▸ PROBLEM STATEMENT
Where the records below reach the line containing "use std::collections::HashMap;", start transcribing, and end with the line containing "let Some(extracted) = extract_change(name, input)", exactly and with nothing else added.

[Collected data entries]
━━━━━━━━━━━━━━━━

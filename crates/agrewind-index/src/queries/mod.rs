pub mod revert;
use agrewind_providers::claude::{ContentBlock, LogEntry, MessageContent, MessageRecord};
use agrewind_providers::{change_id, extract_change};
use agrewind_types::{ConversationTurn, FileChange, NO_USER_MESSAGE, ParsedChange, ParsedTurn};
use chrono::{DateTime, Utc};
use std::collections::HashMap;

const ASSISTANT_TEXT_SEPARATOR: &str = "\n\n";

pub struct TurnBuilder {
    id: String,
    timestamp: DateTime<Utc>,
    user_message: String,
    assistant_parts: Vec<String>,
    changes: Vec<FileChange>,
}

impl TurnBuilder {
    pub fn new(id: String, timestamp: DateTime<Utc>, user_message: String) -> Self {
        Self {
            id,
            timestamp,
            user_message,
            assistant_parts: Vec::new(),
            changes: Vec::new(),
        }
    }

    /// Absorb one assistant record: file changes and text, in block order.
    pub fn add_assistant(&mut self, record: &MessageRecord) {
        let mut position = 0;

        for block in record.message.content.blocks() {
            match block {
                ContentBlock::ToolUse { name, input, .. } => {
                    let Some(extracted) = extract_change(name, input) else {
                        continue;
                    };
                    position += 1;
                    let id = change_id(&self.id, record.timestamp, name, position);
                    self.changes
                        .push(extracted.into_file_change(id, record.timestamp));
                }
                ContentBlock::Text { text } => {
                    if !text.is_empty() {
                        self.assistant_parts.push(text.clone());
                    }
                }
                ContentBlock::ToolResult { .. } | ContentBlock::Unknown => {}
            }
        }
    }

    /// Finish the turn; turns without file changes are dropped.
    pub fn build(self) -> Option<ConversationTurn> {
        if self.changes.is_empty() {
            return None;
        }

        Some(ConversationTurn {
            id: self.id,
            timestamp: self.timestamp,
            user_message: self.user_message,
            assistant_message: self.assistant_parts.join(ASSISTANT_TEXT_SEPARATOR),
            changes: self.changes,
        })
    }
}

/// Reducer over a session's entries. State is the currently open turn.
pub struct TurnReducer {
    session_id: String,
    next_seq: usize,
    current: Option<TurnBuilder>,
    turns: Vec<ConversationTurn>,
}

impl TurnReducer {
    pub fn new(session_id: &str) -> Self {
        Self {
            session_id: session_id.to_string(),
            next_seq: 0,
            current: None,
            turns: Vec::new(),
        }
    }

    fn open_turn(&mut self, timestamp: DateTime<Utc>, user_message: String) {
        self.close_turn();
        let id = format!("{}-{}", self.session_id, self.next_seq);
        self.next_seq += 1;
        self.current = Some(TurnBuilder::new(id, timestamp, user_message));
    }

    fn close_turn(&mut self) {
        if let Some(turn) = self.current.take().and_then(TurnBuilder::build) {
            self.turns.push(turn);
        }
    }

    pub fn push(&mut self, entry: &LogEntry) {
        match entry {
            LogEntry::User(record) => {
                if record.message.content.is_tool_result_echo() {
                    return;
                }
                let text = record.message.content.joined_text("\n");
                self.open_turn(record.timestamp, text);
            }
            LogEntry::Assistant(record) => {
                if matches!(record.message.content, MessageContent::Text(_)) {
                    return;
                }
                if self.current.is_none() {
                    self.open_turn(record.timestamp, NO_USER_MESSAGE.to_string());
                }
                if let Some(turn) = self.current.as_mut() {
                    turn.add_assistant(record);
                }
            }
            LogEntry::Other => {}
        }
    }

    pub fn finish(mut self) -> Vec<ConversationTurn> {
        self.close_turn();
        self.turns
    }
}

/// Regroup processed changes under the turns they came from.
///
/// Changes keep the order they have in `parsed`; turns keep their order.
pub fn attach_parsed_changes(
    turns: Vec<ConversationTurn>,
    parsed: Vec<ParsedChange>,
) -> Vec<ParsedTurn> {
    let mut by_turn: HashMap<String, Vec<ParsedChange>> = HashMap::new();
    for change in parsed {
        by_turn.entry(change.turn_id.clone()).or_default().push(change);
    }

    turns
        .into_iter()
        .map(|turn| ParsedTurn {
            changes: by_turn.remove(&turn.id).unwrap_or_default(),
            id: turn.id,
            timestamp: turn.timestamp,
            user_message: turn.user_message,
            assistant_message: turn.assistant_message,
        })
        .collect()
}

━━━━━━━━━━━━━━━━

▸ ANSWER TO THIS PROBLEM
use std::collections::HashMap;

const ASSISTANT_TEXT_SEPARATOR: &str = "\n\n";

pub struct TurnBuilder {
    id: String,
    timestamp: DateTime<Utc>,
    user_message: String,
    assistant_parts: Vec<String>,
    changes: Vec<FileChange>,
}

impl TurnBuilder {
    pub fn new(id: String, timestamp: DateTime<Utc>, user_message: String) -> Self {
        Self {
            id,
            timestamp,
            user_message,
            assistant_parts: Vec::new(),
            changes: Vec::new(),
        }
    }

    /// Absorb one assistant record: file changes and text, in block order.
    pub fn add_assistant(&mut self, record: &MessageRecord) {
        let mut position = 0;

        for block in record.message.content.blocks() {
            match block {
                ContentBlock::ToolUse { name, input, .. } => {
                    let Some(extracted) = extract_change(name, input) else {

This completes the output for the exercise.